Мне показалось, что он уже знает меня — мои пороки, мои слабости, даже то, что я могу решить сделать в будущем. Конечно, это было невозможно, но когда этот классический, совершенный образ двигался, когда его напряженные глаза скользили от одного обожаемого лица к другому, мне казалось, что я вижу фигуру передо мной словно бы существующую вне времени, свободную от разрушений, которые поразили всех нас, частицу вечности, облаченную в смертную форму и способную смотреть в обоих направлениях на разорванный клубок истории.

— Я постараюсь этого не допустить, милорд, — слабо ответил я.

После этого разговор продолжился. Сангвиний говорил с Видерой, о ее недавних заказах. Затем обсуждалось послание после Никеи и то, как оно повлияет на предстоящую компанию. Большинство вопросов уже было решено во время советов на Баале — Библиарии продолжат сражаться, но больше не будут использовать свои уникальные дары, Азкаэллон, который как я позже узнал, был командиром самой Сангвинарной Гвардии, очевидно, поддержал этот шаг. Детали еще предстояло уточнить, поэтому вокруг нас велись серьезные дебаты.
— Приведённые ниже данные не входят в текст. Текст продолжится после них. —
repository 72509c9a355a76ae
use api_state::ApiState;
use axum::{
    extract::DefaultBodyLimit,
    routing::{get, post},
    Router,
};
use routes::{
    chat::chat, index::index_page, ingest::ingest_files, liveness::live, readiness::ready,
};

pub mod api_state;
pub mod error;
mod routes;

const MAX_UPLOAD_BYTES: usize = 50 * 1024 * 1024;

/// Router for API functionality, version 1
pub fn api_routes_v1() -> Router<ApiState> {
    Router::new()
        // Public probe endpoints (for k8s/systemd)
        .route("/ready", get(ready))
        .route("/live", get(live))
        .route("/chat", post(chat))
        .route(
            "/ingest",
            post(ingest_files).layer(DefaultBodyLimit::max(MAX_UPLOAD_BYTES)),
        )
}

/// The full application router: the embedded UI at `/` plus the JSON API.
pub fn app_router(state: ApiState) -> Router {
    Router::new()
        .route("/", get(index_page))
        .nest("/api/v1", api_routes_v1())
        .with_state(state)
}
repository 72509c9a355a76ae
//! Deterministic doubles for the provider and vector index seams, used by
//! unit tests across the workspace.

use std::{
    collections::hash_map::DefaultHasher,
    hash::{Hash, Hasher},
    sync::atomic::{AtomicUsize, Ordering},
};

use async_trait::async_trait;
use tokio::sync::Mutex;

use crate::{
    error::AppError,
    llm::LanguageModelProvider,
    vector::{IndexRecord, ScoredRecord, VectorIndex},
};

/// Embedding provider producing normalized token-bucket vectors. Texts that
/// share vocabulary land near each other, which is enough signal for
/// retrieval round-trip tests without a network call.
pub struct HashedProvider {
    dimension: usize,
    completion: String,
    pub embed_calls: AtomicUsize,
    pub complete_calls: AtomicUsize,
}

impl HashedProvider {
    pub fn new(dimension: usize) -> Self {
        Self {
            dimension: dimension.max(1),
            completion: "stub completion".to_owned(),
            embed_calls: AtomicUsize::new(0),
            complete_calls: AtomicUsize::new(0),
        }
    }

    pub fn with_completion(mut self, completion: impl Into<String>) -> Self {
        self.completion = completion.into();
        self
    }

    pub fn total_calls(&self) -> usize {
        self.embed_calls.load(Ordering::SeqCst) + self.complete_calls.load(Ordering::SeqCst)
    }
}

#[async_trait]
impl LanguageModelProvider for HashedProvider {
    async fn embed(&self, text: &str) -> Result<Vec<f32>, AppError> {
        self.embed_calls.fetch_add(1, Ordering::SeqCst);
        Ok(hashed_embedding(text, self.dimension))
    }

    async fn embed_batch(&self, texts: Vec<String>) -> Result<Vec<Vec<f32>>, AppError> {
        self.embed_calls.fetch_add(1, Ordering::SeqCst);
        Ok(texts
            .into_iter()
            .map(|text| hashed_embedding(&text, self.dimension))
            .collect())
    }

    async fn complete(&self, _system: &str, _user: &str) -> Result<String, AppError> {
        self.complete_calls.fetch_add(1, Ordering::SeqCst);
        Ok(self.completion.clone())
    }

    fn dimension(&self) -> usize {
        self.dimension
    }

    fn embedding_model(&self) -> &str {
        "hashed-test-embedder"
    }

    fn chat_model(&self) -> &str {
        "hashed-test-chat"
    }
}

/// In-memory vector index scoring by cosine similarity. Mirrors the
/// append-only semantics of the real store.
pub struct InMemoryIndex {
    records: Mutex<Vec<IndexRecord>>,
    dimension: std::sync::Mutex<Option<usize>>,
    pub ensure_calls: AtomicUsize,
    pub upsert_calls: AtomicUsize,
    pub query_calls: AtomicUsize,
}

impl InMemoryIndex {
    pub fn new() -> Self {
        Self {
            records: Mutex::new(Vec::new()),
            dimension: std::sync::Mutex::new(None),
            ensure_calls: AtomicUsize::new(0),
            upsert_calls: AtomicUsize::new(0),
            query_calls: AtomicUsize::new(0),
        }
    }

    /// An index that already exists with a fixed dimension, as if created by
    /// an earlier run.
    pub fn with_dimension(dimension: usize) -> Self {
        let index = Self::new();
        *index.dimension.lock().unwrap_or_else(std::sync::PoisonError::into_inner) = Some(dimension);
        index
    }

    pub async fn record_count(&self) -> usize {
        self.records.lock().await.len()
    }

    pub fn total_calls(&self) -> usize {
        self.upsert_calls.load(Ordering::SeqCst) + self.query_calls.load(Ordering::SeqCst)
    }
}

impl Default for InMemoryIndex {
    fn default() -> Self {
        Self::new()
    }
}

#[async_trait]
impl VectorIndex for InMemoryIndex {
    async fn ensure_index(&self, dimension: usize) -> Result<(), AppError> {
        self.ensure_calls.fetch_add(1, Ordering::SeqCst);
        let mut current = self
            .dimension
            .lock()
            .unwrap_or_else(std::sync::PoisonError::into_inner);
        if current.is_none() {
            *current = Some(dimension);
        }
        Ok(())
    }

    async fn dimension(&self) -> Result<usize, AppError> {
        let current = *self
            .dimension
            .lock()
            .unwrap_or_else(std::sync::PoisonError::into_inner);
        current.ok_or_else(|| AppError::VectorStore("index does not exist".into()))
    }

    async fn upsert(&self, records: Vec<IndexRecord>) -> Result<(), AppError> {
        self.upsert_calls.fetch_add(1, Ordering::SeqCst);
        self.records.lock().await.extend(records);
        Ok(())
    }

    async fn query(&self, vector: &[f32], top_k: usize) -> Result<Vec<ScoredRecord>, AppError> {
        self.query_calls.fetch_add(1, Ordering::SeqCst);
        let records = self.records.lock().await;
        let mut scored: Vec<ScoredRecord> = records
            .iter()
            .map(|record| ScoredRecord {
                id: record.id.clone(),
                score: cosine_similarity(vector, &record.values),
                text: record.text.clone(),
                metadata: record.metadata.clone(),
            })
            .collect();
        scored.sort_by(|a, b| b.score.partial_cmp(&a.score).unwrap_or(std::cmp::Ordering::Equal));
        scored.truncate(top_k);
        Ok(scored)
    }
}

pub fn cosine_similarity(a: &[f32], b: &[f32]) -> f32 {
    let dot: f32 = a.iter().zip(b.iter()).map(|(x, y)| x * y).sum();
    let norm_a: f32 = a.iter().map(|x| x * x).sum::<f32>().sqrt();
    let norm_b: f32 = b.iter().map(|x| x * x).sum::<f32>().sqrt();
    if norm_a == 0.0 || norm_b == 0.0 {
        return 0.0;
    }
    dot / (norm_a * norm_b)
}

pub fn hashed_embedding(text: &str, dimension: usize) -> Vec<f32> {
    let dim = dimension.max(1);
    let mut vector = vec![0.0f32; dim];
    if text.is_empty() {
        return vector;
    }

    for token in tokens(text) {
        let idx = bucket(&token, dim);
        vector[idx] += 1.0;
    }

    let norm = vector.iter().map(|v| v * v).sum::<f32>().sqrt();
    if norm > 0.0 {
        for value in &mut vector {
            *value /= norm;
        }
    }

    vector
}

fn tokens(text: &str) -> impl Iterator<Item = String> + '_ {
    text.split(|c: char| !c.is_ascii_alphanumeric())
        .filter(|token| !token.is_empty())
        .map(|token| token.to_ascii_lowercase())
}

fn bucket(token: &str, dimension: usize) -> usize {
    let mut hasher = DefaultHasher::new();
    token.hash(&mut hasher);
    (hasher.finish() as usize) % dimension
}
В свое время примарх вынесет свое решение по всем этим вопросам, а пока он позволил различным точкам зрения найти свое выражение.
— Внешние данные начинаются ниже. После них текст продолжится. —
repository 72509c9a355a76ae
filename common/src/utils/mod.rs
pub mod config;
use axum::response::Html;

/// Single-page chat and upload UI served at `/`. Talks to the JSON routes
/// under `/api/v1`.
pub async fn index_page() -> Html<&'static str> {
    Html(INDEX_HTML)
}

const INDEX_HTML: &str = r#"<!DOCTYPE html>
<html lang="en">
<head>
  <meta charset="utf-8">
  <title>Knowledge Base</title>
  <style>
    body { font-family: system-ui, sans-serif; max-width: 48rem; margin: 2rem auto; padding: 0 1rem; color: #1f2937; }
    h1 { text-align: center; }
    #log { border: 1px solid #d1d5db; border-radius: 6px; padding: 1rem; min-height: 16rem; margin-bottom: 1rem; white-space: pre-wrap; }
    .q { font-weight: 600; margin-top: 0.75rem; }
    .a { margin: 0.25rem 0 0.75rem; }
    .err { color: #b91c1c; }
    form { display: flex; gap: 0.5rem; margin-bottom: 2rem; }
    input[type=text] { flex: 1; padding: 0.5rem; }
    fieldset { border: 1px solid #d1d5db; border-radius: 6px; }
    #upload-status { margin-top: 0.5rem; }
  </style>
</head>
<body>
  <h1>Knowledge Base</h1>

  <div id="log"></div>
  <form id="chat-form">
    <input type="text" id="message" placeholder="Ask a question..." autocomplete="off">
    <button type="submit">Send</button>
  </form>

  <fieldset>
    <legend>Upload knowledge</legend>
    <p>Uploaded documents are chunked, embedded, and added to the vector index.</p>
    <form id="upload-form">
      <input type="file" id="files" multiple>
      <button type="submit">Ingest</button>
    </form>
    <div id="upload-status"></div>
  </fieldset>

  <script>
    const log = document.getElementById('log');
    const append = (cls, text) => {
      const div = document.createElement('div');
      div.className = cls;
      div.textContent = text;
      log.appendChild(div);
      log.scrollTop = log.scrollHeight;
    };

    document.getElementById('chat-form').addEventListener('submit', async (e) => {
      e.preventDefault();
      const input = document.getElementById('message');
      const message = input.value;
      input.value = '';
      append('q', 'Q: ' + message);
      const res = await fetch('/api/v1/chat', {
        method: 'POST',
        headers: { 'Content-Type': 'application/json' },
        body: JSON.stringify({ message }),
      });
      const body = await res.json();
      if (res.ok) {
        append('a', 'A: ' + body.answer);
      } else {
        append('err', body.error);
      }
    });

    document.getElementById('upload-form').addEventListener('submit', async (e) => {
      e.preventDefault();
      const status = document.getElementById('upload-status');
      const data = new FormData();
      for (const file of document.getElementById('files').files) {
        data.append('files', file);
      }
      status.textContent = 'Ingesting...';
      const res = await fetch('/api/v1/ingest', { method: 'POST', body: data });
      const body = await res.json();
      status.textContent = res.ok ? body.status : body.error;
    });
  </script>
</body>
</html>
"#;
use std::path::{Path, PathBuf};

use common::{document::Document, error::AppError};
use tracing::{debug, warn};

/// Expands the given sources into the ordered list of regular files to
/// ingest. Directories are walked recursively; paths that do not exist are
/// dropped with a warning rather than failing the run.
pub async fn collect_files(sources: &[PathBuf]) -> Result<Vec<PathBuf>, AppError> {
    let mut files = Vec::new();

    for source in sources {
        if source.is_file() {
            files.push(source.clone());
        } else if source.is_dir() {
            collect_dir(source, &mut files).await?;
        } else {
            warn!(path = %source.display(), "Skipping path that does not exist");
        }
    }

    Ok(files)
}

async fn collect_dir(dir: &Path, files: &mut Vec<PathBuf>) -> Result<(), AppError> {
    let mut pending = vec![dir.to_path_buf()];

    while let Some(current) = pending.pop() {
        let mut entries = tokio::fs::read_dir(&current).await?;
        let mut found = Vec::new();
        while let Some(entry) = entries.next_entry().await? {
            let path = entry.path();
            let file_type = entry.file_type().await?;
            if file_type.is_dir() {
                pending.push(path);
            } else if file_type.is_file() {
                found.push(path);
            }
        }
        // Directory iteration order is platform-dependent; sort for a
        // stable ingestion order.
        found.sort();
        files.extend(found);
    }

    Ok(())
}

/// Reads a file into a Document carrying its file name as metadata.
pub async fn load_document(path: &Path) -> Result<Document, AppError> {
    let text = tokio::fs::read_to_string(path).await?;
    let name = path
        .file_name()
        .map_or_else(|| path.display().to_string(), |n| n.to_string_lossy().into_owned());

    debug!(file = %name, characters = text.chars().count(), "Loaded document");

    Ok(Document::new(name, text))
}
Я слушал все это как мог, не понимая почти ничего из того, что слышал. Трудно было не смотреть на Сангвиния, пока они разговаривали, купаясь в свете его необычайно и суровой красоты. Когда все подходило к концу, Видера наклонилась ближе и положила руку мне на локоть.
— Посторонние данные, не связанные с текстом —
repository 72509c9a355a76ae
pub mod document;
pub mod error;
pub mod llm;
pub mod utils;
pub mod vector;

#[cfg(any(test, feature = "test-utils"))]
pub mod test_utils;
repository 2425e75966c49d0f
use crate::constants::POINTER_HISTORY_LEN;
use glam::Vec2;
use smallvec::SmallVec;

#[derive(Clone, Copy, Debug, PartialEq)]
pub struct PointerSample {
    pub position: Vec2,
    pub time_ms: f64,
}

/// Tracks the pointer position and an event-to-event velocity signal.
///
/// Velocity is the Euclidean distance between consecutive samples, with no
/// time normalization. It is only used as a relative signal for thresholds.
#[derive(Clone, Debug, Default)]
pub struct PointerTracker {
    position: Vec2,
    velocity: f32,
    pressed: bool,
    history: SmallVec<[PointerSample; POINTER_HISTORY_LEN]>,
}

impl PointerTracker {
    pub fn new() -> Self {
        Self::default()
    }

    /// Record a move and return the velocity against the previous position.
    pub fn record(&mut self, x: f32, y: f32, time_ms: f64) -> f32 {
        let next = Vec2::new(x, y);
        self.velocity = velocity_between(self.position, next);
        self.position = next;
        if self.history.len() == POINTER_HISTORY_LEN {
            self.history.remove(0);
        }
        self.history.push(PointerSample {
            position: next,
            time_ms,
        });
        self.velocity
    }

    pub fn position(&self) -> Vec2 {
        self.position
    }

    pub fn velocity(&self) -> f32 {
        self.velocity
    }

    pub fn pressed(&self) -> bool {
        self.pressed
    }

    pub fn set_pressed(&mut self, pressed: bool) {
        self.pressed = pressed;
    }

    /// Most recent samples, oldest first.
    pub fn history(&self) -> &[PointerSample] {
        &self.history
    }

    pub fn reset(&mut self) {
        *self = Self::default();
    }
}

#[inline]
pub fn velocity_between(prev: Vec2, next: Vec2) -> f32 {
    prev.distance(next)
}
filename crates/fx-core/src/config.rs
//! Mount-time configuration for the field effect.
//!
//! Values arrive either as a plain options object (deserialized with serde)
//! or as `data-fx-*` attribute overrides applied one key at a time.

use crate::constants::{DEFAULT_MAGNETIC_RADIUS, DEFAULT_MAX_PARTICLES, DEFAULT_THERMAL_RADIUS};
use serde::Deserialize;
use thiserror::Error;

#[derive(Debug, Error, PartialEq)]
pub enum ConfigError {
    #[error("unknown option `{0}`")]
    UnknownKey(String),
    #[error("option `{key}` expects a number, got `{value}`")]
    InvalidNumber { key: String, value: String },
    #[error("option `{key}` expects true/false, got `{value}`")]
    InvalidFlag { key: String, value: String },
}

#[derive(Clone, Debug, PartialEq, Deserialize)]
#[serde(default, rename_all = "camelCase")]
pub struct EffectConfig {
    /// Radius of the magnetic pull around the pointer.
    pub magnetic_radius: f32,
    /// Radius inside which designated elements also get a colour shift.
    pub thermal_radius: f32,
    /// Trail particles retained between sweeps.
    pub max_particles: usize,
    pub enabled: bool,
}

impl Default for EffectConfig {
    fn default() -> Self {
        Self {
            magnetic_radius: DEFAULT_MAGNETIC_RADIUS,
            thermal_radius: DEFAULT_THERMAL_RADIUS,
            max_particles: DEFAULT_MAX_PARTICLES,
            enabled: true,
        }
    }
}

impl EffectConfig {
    /// Apply one attribute-style override, e.g. `("magnetic-radius", "250")`.
    ///
    /// On error the configuration is left untouched.
    pub fn apply_attribute(&mut self, key: &str, value: &str) -> Result<(), ConfigError> {
        let value = value.trim();
        match key {
            "magnetic-radius" | "magneticRadius" => {
                self.magnetic_radius = parse_number(key, value)?;
            }
            "thermal-radius" | "thermalRadius" => {
                self.thermal_radius = parse_number(key, value)?;
            }
            "max-particles" | "maxParticles" => {
                self.max_particles =
                    value
                        .parse::<usize>()
                        .map_err(|_| ConfigError::InvalidNumber {
                            key: key.to_string(),
                            value: value.to_string(),
                        })?;
            }
            "enabled" => {
                self.enabled = match value {
                    "" | "true" | "1" | "on" => true,
                    "false" | "0" | "off" => false,
                    _ => {
                        return Err(ConfigError::InvalidFlag {
                            key: key.to_string(),
                            value: value.to_string(),
                        })
                    }
                };
            }
            other => return Err(ConfigError::UnknownKey(other.to_string())),
        }
        Ok(())
    }

    /// Start disabled when the user asked the platform for reduced motion.
    /// The page can still opt in later with an explicit enable.
    pub fn respecting_reduced_motion(mut self, reduced: bool) -> Self {
        if reduced && self.enabled {
            log::info!("[config] prefers-reduced-motion set, starting disabled");
            self.enabled = false;
        }
        self
    }

    /// Replace radii that are negative or non-finite with their defaults.
    pub fn validated(mut self) -> Self {
        if !(self.magnetic_radius.is_finite() && self.magnetic_radius >= 0.0) {
            log::warn!(
                "[config] magnetic radius {} out of range, using {}",
                self.magnetic_radius,
                DEFAULT_MAGNETIC_RADIUS
            );
            self.magnetic_radius = DEFAULT_MAGNETIC_RADIUS;
        }
        if !(self.thermal_radius.is_finite() && self.thermal_radius >= 0.0) {
            log::warn!(
                "[config] thermal radius {} out of range, using {}",
                self.thermal_radius,
                DEFAULT_THERMAL_RADIUS
            );
            self.thermal_radius = DEFAULT_THERMAL_RADIUS;
        }
        self
    }
}

fn parse_number(key: &str, value: &str) -> Result<f32, ConfigError> {
    value.parse::<f32>().map_err(|_| ConfigError::InvalidNumber {
        key: key.to_string(),
        value: value.to_string(),
    })
}
use crate::particle::Particle;
use std::collections::VecDeque;

/// Insertion-ordered particle store with front trimming.
#[derive(Clone, Debug, Default)]
pub struct TrailStore {
    particles: VecDeque<Particle>,
}

impl TrailStore {
    pub fn new() -> Self {
        Self::default()
    }

    /// Append one particle, then drop the oldest entries beyond `capacity`.
    pub fn push_bounded(&mut self, particle: Particle, capacity: usize) {
        self.particles.push_back(particle);
        self.trim_to(capacity);
    }

    /// Append without trimming. Used for press bursts, which may overshoot
    /// the capacity until the next sweep.
    pub fn extend_unbounded(&mut self, burst: impl IntoIterator<Item = Particle>) {
        self.particles.extend(burst);
    }

    /// Remove expired particles, keeping survivors in order. Returns how many
    /// were removed.
    pub fn retain_live(&mut self, now_ms: f64) -> usize {
        let before = self.particles.len();
        self.particles.retain(|p| !p.is_expired(now_ms));
        before - self.particles.len()
    }

    /// Drop oldest entries until at most `capacity` remain.
    pub fn trim_to(&mut self, capacity: usize) -> usize {
        let excess = self.particles.len().saturating_sub(capacity);
        self.particles.drain(..excess);
        excess
    }

    pub fn len(&self) -> usize {
        self.particles.len()
    }

    pub fn is_empty(&self) -> bool {
        self.particles.is_empty()
    }

    pub fn iter(&self) -> impl Iterator<Item = &Particle> {
        self.particles.iter()
    }

    pub fn clear(&mut self) {
        self.particles.clear();
    }
}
— Ну, что ты думаешь? — прошептала она, не обращая внимания на остальных. — Это то, что ты ожидал?

Это оказалось не так. Не совсем. Мне нужно время, чтобы все это переварить; на каком-то этапе я должен буду стать более критичным, более рассудительным и делать свою работу.

Но не сейчас. Пока же я был — другого слова не подберешь — в благоговении.

— У меня есть название, — ответил я ей, заметив, как сверкают жемчужно-белые перья его крыльев при движении шестеренок, и уже думая, как я мог бы их описать. — Великий Ангел.

Глава 5


Затем я сильно ударился о грязь. Так сильно, что у меня перехватило дыхание, и я почти потерял сознание. Я попытался подняться, чтобы глотнуть воздуха, но добился лишь того, что к противогазу прилип слой жирной грязи.

В панике я рывком поднял голову и смахнул грязь с маски, после чего сделал глубокий, захлебывающийся вдох. Я пополз вверх по склоне кратера, чувствуя, как мои колени и ботинки вязнут в грязи. Над головой вспыхивали вспышки орудийного огня — яркие и ослепительные, — а затем раздавался оглушительный треск, из-за которого лужи покрывались рябью и пенились.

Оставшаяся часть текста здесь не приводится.